#### [Prompt]
Return each line of the records below in which the string "ObservabilityConfig" turns up.
(Beginning of Records to process)
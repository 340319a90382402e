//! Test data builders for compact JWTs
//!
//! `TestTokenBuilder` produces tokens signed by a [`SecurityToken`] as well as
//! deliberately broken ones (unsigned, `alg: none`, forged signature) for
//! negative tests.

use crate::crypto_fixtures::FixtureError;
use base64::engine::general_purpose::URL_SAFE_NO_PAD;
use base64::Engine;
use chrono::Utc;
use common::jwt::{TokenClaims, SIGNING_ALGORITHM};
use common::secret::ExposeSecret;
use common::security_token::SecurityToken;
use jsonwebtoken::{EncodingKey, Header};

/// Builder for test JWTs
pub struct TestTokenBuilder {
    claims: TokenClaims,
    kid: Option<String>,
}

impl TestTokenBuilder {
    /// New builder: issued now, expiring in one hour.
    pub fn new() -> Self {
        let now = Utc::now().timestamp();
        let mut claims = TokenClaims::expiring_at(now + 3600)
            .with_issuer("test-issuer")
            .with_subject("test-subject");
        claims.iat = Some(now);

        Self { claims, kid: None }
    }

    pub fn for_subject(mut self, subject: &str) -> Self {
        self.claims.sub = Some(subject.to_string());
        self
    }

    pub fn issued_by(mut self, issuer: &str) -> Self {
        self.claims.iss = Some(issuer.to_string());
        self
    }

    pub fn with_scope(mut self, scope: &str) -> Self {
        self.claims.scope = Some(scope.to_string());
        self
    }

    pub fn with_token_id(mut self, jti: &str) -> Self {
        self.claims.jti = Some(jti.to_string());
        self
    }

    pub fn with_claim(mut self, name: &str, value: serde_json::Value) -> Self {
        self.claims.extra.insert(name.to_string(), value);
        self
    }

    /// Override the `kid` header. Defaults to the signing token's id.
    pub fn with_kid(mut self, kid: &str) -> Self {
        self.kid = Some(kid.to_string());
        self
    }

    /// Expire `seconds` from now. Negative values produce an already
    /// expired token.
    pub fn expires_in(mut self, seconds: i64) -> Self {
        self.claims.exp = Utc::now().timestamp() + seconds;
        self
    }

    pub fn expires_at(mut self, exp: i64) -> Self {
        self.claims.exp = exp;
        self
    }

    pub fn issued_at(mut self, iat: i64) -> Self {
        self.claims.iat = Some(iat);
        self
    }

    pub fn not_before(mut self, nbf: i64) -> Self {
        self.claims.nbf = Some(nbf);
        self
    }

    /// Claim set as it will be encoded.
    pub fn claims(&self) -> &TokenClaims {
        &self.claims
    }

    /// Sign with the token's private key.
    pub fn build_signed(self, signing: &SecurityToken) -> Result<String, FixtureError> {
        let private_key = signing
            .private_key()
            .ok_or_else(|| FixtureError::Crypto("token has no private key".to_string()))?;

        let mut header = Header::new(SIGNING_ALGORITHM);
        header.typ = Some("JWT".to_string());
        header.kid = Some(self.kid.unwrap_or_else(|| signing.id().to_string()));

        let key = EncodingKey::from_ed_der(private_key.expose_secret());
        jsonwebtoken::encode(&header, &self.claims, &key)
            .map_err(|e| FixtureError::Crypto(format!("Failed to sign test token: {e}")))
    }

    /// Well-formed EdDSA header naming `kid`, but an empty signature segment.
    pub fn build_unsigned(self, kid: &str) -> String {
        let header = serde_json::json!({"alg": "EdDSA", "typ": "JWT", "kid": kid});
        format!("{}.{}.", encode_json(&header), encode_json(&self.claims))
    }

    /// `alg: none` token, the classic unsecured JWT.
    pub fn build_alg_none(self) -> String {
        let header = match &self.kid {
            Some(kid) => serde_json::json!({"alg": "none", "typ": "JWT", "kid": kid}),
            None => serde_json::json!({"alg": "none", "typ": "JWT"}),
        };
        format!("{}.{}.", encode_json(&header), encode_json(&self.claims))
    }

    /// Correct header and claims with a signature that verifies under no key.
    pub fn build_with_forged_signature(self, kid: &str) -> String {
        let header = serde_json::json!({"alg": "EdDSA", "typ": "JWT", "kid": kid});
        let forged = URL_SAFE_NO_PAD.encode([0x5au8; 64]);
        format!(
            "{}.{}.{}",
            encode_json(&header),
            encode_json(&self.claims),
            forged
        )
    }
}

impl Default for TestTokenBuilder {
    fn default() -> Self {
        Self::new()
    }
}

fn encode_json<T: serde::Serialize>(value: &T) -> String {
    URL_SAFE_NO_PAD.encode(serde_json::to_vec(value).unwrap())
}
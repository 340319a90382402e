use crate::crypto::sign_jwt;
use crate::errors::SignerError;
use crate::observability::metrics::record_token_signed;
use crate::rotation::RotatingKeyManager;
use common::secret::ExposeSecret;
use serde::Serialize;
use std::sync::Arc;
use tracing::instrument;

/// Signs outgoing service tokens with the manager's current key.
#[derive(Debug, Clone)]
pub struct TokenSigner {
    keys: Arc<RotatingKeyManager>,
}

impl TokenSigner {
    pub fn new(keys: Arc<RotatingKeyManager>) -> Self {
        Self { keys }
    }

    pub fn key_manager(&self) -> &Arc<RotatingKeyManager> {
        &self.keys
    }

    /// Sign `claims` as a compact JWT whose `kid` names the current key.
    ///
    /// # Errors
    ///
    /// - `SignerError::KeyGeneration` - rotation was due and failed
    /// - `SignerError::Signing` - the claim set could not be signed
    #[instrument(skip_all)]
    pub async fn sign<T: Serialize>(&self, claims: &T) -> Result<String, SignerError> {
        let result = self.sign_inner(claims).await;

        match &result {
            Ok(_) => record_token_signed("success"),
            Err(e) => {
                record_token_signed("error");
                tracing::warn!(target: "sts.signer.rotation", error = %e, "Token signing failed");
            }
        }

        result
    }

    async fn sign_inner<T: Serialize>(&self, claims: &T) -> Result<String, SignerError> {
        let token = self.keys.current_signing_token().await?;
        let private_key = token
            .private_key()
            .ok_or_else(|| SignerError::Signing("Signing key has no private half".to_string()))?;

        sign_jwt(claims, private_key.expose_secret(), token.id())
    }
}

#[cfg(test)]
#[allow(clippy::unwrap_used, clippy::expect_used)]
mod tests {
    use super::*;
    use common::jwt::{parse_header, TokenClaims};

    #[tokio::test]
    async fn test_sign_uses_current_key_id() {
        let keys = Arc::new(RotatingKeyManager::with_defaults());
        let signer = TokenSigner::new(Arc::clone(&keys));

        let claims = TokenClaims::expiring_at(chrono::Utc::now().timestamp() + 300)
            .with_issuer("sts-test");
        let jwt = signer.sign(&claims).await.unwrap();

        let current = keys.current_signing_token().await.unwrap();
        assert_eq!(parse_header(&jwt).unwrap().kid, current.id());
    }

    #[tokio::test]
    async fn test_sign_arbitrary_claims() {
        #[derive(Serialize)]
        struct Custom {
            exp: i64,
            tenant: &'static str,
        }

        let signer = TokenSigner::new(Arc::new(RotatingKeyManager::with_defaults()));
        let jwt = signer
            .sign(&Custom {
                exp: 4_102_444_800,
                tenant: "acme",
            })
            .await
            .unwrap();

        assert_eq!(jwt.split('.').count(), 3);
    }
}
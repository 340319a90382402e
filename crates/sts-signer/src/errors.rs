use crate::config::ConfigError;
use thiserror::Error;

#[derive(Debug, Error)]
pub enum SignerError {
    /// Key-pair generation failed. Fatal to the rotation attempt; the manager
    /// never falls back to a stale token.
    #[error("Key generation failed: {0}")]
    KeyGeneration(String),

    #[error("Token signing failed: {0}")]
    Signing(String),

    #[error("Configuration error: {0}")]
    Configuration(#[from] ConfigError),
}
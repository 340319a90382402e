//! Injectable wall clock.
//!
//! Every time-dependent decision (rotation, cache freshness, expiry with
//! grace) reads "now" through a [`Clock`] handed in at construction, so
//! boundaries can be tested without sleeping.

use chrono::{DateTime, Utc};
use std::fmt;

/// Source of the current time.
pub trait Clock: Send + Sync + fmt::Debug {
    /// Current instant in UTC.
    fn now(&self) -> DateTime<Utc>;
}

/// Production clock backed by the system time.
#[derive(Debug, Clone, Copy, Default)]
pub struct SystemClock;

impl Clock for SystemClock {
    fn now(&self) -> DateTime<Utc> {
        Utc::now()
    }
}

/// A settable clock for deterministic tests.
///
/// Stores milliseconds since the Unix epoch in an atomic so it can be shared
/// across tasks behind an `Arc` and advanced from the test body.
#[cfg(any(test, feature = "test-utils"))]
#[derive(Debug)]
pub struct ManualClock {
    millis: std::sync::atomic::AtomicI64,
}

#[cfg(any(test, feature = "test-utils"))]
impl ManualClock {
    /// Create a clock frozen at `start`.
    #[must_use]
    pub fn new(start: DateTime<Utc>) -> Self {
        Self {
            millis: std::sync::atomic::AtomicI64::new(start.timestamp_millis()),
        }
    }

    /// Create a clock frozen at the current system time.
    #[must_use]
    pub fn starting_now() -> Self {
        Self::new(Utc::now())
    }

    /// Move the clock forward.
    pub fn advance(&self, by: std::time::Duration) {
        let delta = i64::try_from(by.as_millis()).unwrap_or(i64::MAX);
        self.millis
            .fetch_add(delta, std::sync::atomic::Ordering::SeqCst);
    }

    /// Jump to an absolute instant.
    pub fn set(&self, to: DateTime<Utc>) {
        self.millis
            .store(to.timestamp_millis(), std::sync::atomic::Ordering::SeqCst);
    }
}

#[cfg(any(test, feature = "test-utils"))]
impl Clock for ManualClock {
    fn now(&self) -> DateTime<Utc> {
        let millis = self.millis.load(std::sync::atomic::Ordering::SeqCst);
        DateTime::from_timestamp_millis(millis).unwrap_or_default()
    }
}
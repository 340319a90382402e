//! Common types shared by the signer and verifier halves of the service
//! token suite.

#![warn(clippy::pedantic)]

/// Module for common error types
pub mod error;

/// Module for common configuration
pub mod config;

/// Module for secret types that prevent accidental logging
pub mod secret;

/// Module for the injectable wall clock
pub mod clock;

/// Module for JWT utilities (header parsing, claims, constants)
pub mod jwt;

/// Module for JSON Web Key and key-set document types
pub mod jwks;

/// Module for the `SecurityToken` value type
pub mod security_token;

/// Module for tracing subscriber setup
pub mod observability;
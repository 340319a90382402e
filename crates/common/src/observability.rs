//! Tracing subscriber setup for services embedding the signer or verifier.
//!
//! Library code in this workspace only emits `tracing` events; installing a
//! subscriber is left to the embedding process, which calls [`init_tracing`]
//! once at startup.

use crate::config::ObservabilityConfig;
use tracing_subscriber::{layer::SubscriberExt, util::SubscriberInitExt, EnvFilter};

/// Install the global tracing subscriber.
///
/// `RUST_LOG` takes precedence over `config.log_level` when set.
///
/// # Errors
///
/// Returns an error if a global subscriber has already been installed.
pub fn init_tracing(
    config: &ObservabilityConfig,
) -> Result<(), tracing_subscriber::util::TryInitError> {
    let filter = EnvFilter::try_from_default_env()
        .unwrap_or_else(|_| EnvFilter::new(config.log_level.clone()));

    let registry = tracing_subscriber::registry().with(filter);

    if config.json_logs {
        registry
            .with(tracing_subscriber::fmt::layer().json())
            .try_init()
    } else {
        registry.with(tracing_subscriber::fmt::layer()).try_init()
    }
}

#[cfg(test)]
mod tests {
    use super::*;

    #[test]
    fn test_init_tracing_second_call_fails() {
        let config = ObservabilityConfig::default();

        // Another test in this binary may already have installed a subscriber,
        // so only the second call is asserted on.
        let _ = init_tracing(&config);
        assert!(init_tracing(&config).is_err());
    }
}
(End of Records to process)
(Beginning of Records to process)
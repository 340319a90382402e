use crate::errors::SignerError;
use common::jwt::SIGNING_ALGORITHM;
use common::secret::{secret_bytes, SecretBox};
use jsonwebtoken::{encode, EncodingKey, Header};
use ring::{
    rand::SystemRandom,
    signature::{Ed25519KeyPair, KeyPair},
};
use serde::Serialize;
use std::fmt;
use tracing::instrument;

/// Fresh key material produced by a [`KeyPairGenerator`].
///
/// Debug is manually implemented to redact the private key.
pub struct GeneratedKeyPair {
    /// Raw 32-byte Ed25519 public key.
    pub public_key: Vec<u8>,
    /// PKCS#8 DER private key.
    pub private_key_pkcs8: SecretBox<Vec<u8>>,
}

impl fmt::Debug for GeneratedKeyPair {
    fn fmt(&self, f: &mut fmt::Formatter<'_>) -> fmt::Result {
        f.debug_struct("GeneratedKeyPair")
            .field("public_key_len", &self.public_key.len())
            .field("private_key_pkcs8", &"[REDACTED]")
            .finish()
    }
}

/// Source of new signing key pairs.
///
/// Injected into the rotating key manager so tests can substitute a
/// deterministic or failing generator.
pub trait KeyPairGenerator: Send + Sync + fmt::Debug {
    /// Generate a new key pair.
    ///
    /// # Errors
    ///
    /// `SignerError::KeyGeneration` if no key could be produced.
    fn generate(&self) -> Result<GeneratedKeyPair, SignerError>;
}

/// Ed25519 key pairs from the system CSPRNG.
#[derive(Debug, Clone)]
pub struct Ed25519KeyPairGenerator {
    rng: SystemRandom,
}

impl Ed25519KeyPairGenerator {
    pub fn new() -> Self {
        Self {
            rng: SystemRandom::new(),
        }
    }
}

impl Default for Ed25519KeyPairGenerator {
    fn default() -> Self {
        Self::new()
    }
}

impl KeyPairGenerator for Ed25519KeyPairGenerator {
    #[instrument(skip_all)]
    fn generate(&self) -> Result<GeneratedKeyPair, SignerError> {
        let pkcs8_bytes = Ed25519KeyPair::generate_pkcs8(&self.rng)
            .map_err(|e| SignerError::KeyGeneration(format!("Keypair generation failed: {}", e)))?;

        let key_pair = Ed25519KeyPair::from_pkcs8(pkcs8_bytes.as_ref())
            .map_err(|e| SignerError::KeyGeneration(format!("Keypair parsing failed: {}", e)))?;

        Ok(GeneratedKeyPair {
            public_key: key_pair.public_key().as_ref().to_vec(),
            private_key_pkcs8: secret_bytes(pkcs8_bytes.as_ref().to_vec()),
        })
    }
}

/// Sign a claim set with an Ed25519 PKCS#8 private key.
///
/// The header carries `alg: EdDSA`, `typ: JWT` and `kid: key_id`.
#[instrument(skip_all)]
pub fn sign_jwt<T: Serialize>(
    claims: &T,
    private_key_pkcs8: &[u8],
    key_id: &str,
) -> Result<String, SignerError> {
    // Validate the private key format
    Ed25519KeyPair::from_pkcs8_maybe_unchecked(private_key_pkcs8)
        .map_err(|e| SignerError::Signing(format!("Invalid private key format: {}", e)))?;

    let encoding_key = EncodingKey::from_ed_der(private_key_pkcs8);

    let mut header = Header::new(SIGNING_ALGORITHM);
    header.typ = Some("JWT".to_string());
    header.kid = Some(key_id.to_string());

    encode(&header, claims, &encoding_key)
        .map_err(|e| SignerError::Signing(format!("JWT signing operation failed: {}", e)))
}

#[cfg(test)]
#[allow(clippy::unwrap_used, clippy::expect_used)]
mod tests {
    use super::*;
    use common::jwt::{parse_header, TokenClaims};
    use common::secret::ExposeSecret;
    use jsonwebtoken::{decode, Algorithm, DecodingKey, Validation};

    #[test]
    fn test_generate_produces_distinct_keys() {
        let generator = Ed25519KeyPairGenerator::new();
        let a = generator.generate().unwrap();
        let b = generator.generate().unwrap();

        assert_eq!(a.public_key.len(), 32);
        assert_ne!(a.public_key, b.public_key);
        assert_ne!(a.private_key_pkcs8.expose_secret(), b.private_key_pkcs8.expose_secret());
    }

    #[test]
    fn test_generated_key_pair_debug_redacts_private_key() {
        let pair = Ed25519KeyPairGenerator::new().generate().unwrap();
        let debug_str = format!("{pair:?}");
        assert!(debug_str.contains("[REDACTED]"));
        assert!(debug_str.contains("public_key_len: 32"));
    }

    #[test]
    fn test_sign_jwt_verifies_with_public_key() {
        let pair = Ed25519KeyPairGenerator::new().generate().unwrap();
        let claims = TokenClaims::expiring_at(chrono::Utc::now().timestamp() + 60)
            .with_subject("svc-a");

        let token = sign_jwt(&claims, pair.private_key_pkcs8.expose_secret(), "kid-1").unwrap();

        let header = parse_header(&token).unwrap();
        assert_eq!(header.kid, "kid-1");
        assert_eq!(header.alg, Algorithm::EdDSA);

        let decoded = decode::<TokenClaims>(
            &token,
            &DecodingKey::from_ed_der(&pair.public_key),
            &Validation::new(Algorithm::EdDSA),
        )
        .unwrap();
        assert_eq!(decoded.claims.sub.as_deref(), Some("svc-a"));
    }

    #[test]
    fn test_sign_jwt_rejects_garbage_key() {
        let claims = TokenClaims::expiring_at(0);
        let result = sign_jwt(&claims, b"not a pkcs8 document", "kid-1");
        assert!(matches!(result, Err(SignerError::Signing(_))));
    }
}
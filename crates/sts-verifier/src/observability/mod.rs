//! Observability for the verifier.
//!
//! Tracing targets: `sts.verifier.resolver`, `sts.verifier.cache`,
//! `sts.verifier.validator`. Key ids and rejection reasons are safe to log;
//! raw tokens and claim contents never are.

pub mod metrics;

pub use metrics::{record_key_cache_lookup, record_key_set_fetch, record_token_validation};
(End of Records to process)
#### [Task solution]
use crate::config::ObservabilityConfig;
    config: &ObservabilityConfig,
        let config = ObservabilityConfig::default();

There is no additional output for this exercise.